Las virtudes de River fueron los defectos de Boca en el Superclásico del Torneo de la Liga. Encajaron. Como si se tratara de elementos cóncavos y convexos. Caras de la misma moneda. Por eso, la victoria del equipo de Marcelo Gallardo en la Bombonera se ve como algo natural. Lógico, si eso existiera en el fútbol argentino.
River fue inteligente, Boca no. River aprovechó los errores del rival, Boca no. Los talentosos de River aparecieron cuando más se los necesitaba, los de Boca no. Boca jugó nervioso, River no. Boca no supo gestionar las emociones, River sí. Boca vive un momento de incertidumbre dentro y fuera de la cancha, mientras que River está en plena evolución.
En ese contraste se vivió el Superclásico en la soledad tarde de la Bombonera. El pueblo boquense llenó su estadio desde muy temprano y empujó a un equipo que no se dejó empujar. Nunca el conjunto dirigido por Diego Martínez entendió cómo jugar este partido. Siempre estuvo incómodo. Sufrió sus propias limitaciones durante los más de cien minutos que duró el encuentro. Y así no hay manera de afrontar un desafío de esta magnitud.
River fue todo lo contrario. Desde días antes, cuando Gallardo definió que jugaría con varios "suplentes", tuvo claro el plan. No necesitó a su hinchada para jugar con la actitud necesario en campo rival. El juego lo tuvo como dominador siempre, más allá de algunos momentos en los que casi paga su falta de contundencia y sus imprecisiones.
El partido tuvo la emoción implícita de cualquier Superclásico. Fue bien jugado solo por momentos y por la jerarquía de algunos futbolistas de River, sobre todo Manuel Lanzini, Santiago Simón y Paulo Díaz. El número 10 jugó como en su primera etapa en el club. Fue el líder absoluto. Abrió el camino desde la gambeta vertical y rápida y generó murmullo en la platea cada vez que tocó la pelota. Marcó el gol, sí, pero su aporte excede el 1-0. Juntó marcas y abrió espacios, se asoció y brilló.
Boca nunca pudo encontrar la forma de cubrir esos espacios que abrió Lanzini y también Simón. Ninguno de los mediocampistas del local estuvo a la altura, con la honrosa excepción de Cristian Medina, más por arrojo y vergüenza que por calidad. Kevin Zenón se mostró aislado, aunque menos que los dos llaneros solitarios del ataque, Edinson Cavani y Miguel Merentiel.

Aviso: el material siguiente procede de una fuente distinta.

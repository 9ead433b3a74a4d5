//! Transaction and compensation value objects.
//!
//! Both are created once through the [`Builder`](crate::builder::Builder) at
//! service startup and are immutable afterwards; the [`Saga`](crate::saga::Saga)
//! registry keeps them alive for the lifetime of the process.

use crate::step::{CompensationFn, TransactionFn};
use std::fmt;

/// One forward step of a saga.
///
/// Carries the forward-chain pointer to the next transaction and the name of
/// the compensation that undoes it (or, for irreversible steps, the nearest
/// prior compensation, so unwind chains can skip over them).
#[derive(Clone)]
pub struct Transaction {
    pub(crate) name: String,
    pub(crate) func: TransactionFn,
    pub(crate) next_transaction: Option<String>,
    pub(crate) compensation: Option<String>,
    pub(crate) is_save_point: bool,
}

impl Transaction {
    pub(crate) fn new(name: impl Into<String>, func: TransactionFn) -> Self {
        Self {
            name: name.into(),
            func,
            next_transaction: None,
            compensation: None,
            is_save_point: false,
        }
    }

    /// Name of this step, unique within its saga.
    #[must_use]
    pub fn name(&self) -> &str {
        &self.name
    }

    /// Forward-chain pointer; `None` marks the last step.
    #[must_use]
    pub fn next_transaction(&self) -> Option<&str> {
        self.next_transaction.as_deref()
    }

    /// Compensation to start from when this step (or a later one) aborts.
    #[must_use]
    pub fn compensation(&self) -> Option<&str> {
        self.compensation.as_deref()
    }

    /// Whether this step bounds how far back an abort unwinds.
    #[must_use]
    pub const fn is_save_point(&self) -> bool {
        self.is_save_point
    }
}

impl fmt::Debug for Transaction {
    fn fmt(&self, f: &mut fmt::Formatter<'_>) -> fmt::Result {
        f.debug_struct("Transaction")
            .field("name", &self.name)
            .field("next_transaction", &self.next_transaction)
            .field("compensation", &self.compensation)
            .field("is_save_point", &self.is_save_point)
            .finish_non_exhaustive()
    }
}

/// The undo action paired with a transaction.
#[derive(Clone)]
pub struct Compensation {
    pub(crate) name: String,
    pub(crate) func: CompensationFn,
    pub(crate) next_compensation: Option<String>,
}

impl Compensation {
    pub(crate) fn new(name: impl Into<String>, func: CompensationFn) -> Self {
        Self {
            name: name.into(),
            func,
            next_compensation: None,
        }
    }

    /// Name of this compensation, unique within its saga.
    #[must_use]
    pub fn name(&self) -> &str {
        &self.name
    }

    /// Backward-chain pointer to the previous step's compensation; `None`
    /// ends the unwind.
    #[must_use]
    pub fn next_compensation(&self) -> Option<&str> {
        self.next_compensation.as_deref()
    }
}

impl fmt::Debug for Compensation {
    fn fmt(&self, f: &mut fmt::Formatter<'_>) -> fmt::Result {
        f.debug_struct("Compensation")
            .field("name", &self.name)
            .field("next_compensation", &self.next_compensation)
            .finish_non_exhaustive()
    }
}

Otro punto que separa a River y Boca fue la tarea de su defensa. El visitante tuvo en Díaz al central imperial de tantas otras tardes, bien acompañado por Leandro González Pirez, Federico Gattoni y luego Germán Pezzella. A pesar del nulo rodaje, la línea de tres funcionó bien y sostuvo al equipo. En cambio, la zaga de Boca volvió a quedar en deuda. Marcos Rojo perdió varias veces cuando salió a anticipar y Cristian Lema se fue expulsado sobre el final, como para culminar otra pobre actuación.
River supo ganar las pelotas divididas que Boca perdió. No por mostrar más sacrificio o mayor temperamento, sino porque estaba mejor plantado en el partido a partir de la confianza táctica que partió desde Gallardo e irradió a todas las líneas. Además, aunque jugó con un once repleto de cambios, el talento de Lanzini fue suficiente como para marcar el ritmo. Los jugadores de jerarquía son capaces de eso. A partir de un par de toques, de algunas decisiones acertadas, tuercen el destino de un encuentro.
Boca y River llegaron al Superclásico con los mismos puntos en la tabla, pero realidades muy diferentes. Reconstrucción y evolución en River; dudas y preocupación en Boca. Uno en cuartos de final de la CONMEBOL Libertadores y el otro ya eliminado de la Sudamericana. Más diferencias. Uno con un técnico que se ve capaz de todo. De todo. Otro con un entrenador más cerca de la salida que de la llegada. Puro contraste.
River jugó en la Bombonera con la firmeza de un River de Gallardo cualquiera. Con identidad y absoluta confianza en sus propias armas. Esa virtud rotunda es el reverso exacto de las dudas y la timidez de un Boca que sufre. Así fue este Superclásico de contrastes.